__What the exercise asks__:
Go through the records and filter out every line lacking the word "format"; copy the lines that remain.

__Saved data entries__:
+++++

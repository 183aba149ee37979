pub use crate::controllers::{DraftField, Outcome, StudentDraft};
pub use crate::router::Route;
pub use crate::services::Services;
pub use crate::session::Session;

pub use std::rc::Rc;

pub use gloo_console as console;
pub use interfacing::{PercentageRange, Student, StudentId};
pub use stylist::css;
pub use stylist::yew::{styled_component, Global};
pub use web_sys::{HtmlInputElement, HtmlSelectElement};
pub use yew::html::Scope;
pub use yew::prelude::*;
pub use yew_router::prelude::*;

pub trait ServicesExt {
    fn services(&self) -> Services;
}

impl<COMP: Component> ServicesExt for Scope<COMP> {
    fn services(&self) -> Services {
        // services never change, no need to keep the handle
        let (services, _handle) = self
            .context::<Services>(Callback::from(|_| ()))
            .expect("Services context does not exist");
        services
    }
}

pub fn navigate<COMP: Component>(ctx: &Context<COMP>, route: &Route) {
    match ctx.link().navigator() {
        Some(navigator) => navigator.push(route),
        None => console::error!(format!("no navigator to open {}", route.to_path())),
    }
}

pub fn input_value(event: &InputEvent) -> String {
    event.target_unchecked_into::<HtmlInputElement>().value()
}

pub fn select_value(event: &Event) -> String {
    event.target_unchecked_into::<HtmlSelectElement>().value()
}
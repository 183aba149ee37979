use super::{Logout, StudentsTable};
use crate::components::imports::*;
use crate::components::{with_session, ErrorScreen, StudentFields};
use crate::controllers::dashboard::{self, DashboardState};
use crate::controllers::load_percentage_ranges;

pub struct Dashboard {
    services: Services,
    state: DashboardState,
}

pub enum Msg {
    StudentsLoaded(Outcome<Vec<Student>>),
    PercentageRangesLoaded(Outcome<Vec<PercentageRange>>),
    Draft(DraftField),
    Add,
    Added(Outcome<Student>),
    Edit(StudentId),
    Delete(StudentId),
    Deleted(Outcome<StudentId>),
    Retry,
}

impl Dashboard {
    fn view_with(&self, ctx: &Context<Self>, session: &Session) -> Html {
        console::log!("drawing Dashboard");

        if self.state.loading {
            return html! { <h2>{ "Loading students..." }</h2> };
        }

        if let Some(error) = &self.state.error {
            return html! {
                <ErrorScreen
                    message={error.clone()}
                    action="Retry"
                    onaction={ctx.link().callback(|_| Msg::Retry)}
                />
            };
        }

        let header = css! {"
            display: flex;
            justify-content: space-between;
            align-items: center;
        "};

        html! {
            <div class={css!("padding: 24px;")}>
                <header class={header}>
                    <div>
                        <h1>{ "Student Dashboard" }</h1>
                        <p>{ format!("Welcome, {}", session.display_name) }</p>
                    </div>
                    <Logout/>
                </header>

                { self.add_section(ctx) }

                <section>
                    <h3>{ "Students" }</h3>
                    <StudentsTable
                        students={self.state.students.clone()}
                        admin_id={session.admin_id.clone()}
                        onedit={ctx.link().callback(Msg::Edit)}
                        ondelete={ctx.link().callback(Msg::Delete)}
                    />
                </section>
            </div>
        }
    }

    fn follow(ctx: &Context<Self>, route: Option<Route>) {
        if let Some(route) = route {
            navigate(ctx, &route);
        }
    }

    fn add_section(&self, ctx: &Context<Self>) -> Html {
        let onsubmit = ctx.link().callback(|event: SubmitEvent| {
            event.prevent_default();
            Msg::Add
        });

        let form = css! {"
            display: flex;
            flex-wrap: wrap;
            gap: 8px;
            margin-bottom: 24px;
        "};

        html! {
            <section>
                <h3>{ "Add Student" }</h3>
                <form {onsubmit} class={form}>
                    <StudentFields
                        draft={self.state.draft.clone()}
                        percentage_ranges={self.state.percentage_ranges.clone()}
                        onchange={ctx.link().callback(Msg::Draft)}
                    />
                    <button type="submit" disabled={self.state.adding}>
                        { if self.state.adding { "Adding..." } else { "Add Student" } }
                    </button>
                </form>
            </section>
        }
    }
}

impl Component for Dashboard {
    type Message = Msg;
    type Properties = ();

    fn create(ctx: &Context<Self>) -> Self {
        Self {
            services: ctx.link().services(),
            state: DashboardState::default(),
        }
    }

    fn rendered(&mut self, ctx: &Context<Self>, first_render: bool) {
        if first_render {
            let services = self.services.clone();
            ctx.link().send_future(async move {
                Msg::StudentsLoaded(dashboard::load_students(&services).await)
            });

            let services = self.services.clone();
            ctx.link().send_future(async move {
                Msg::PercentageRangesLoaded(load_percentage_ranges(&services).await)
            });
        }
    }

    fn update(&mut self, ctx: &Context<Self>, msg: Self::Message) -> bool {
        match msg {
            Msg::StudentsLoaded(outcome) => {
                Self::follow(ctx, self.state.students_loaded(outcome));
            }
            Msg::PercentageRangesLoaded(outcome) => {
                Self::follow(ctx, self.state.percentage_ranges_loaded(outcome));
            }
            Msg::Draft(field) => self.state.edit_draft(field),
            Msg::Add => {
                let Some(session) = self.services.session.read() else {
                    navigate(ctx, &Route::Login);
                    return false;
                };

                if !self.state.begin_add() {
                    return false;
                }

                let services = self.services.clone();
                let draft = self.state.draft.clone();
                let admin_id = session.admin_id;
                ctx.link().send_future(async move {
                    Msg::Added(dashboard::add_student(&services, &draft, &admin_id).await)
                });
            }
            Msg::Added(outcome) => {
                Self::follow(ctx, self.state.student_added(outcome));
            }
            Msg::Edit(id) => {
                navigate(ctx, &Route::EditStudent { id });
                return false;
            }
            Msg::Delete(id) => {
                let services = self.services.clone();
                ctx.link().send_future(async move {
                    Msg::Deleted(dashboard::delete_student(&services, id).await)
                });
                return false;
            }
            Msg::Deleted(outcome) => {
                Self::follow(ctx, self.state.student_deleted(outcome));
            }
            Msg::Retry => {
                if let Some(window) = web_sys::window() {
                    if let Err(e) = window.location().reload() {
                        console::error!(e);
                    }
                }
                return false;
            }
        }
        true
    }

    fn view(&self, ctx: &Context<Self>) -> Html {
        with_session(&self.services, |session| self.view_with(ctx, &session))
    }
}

+++++

__Response to this exercise__:
        None => console::error!(format!("no navigator to open {}", route.to_path())),
                        <p>{ format!("Welcome, {}", session.display_name) }</p>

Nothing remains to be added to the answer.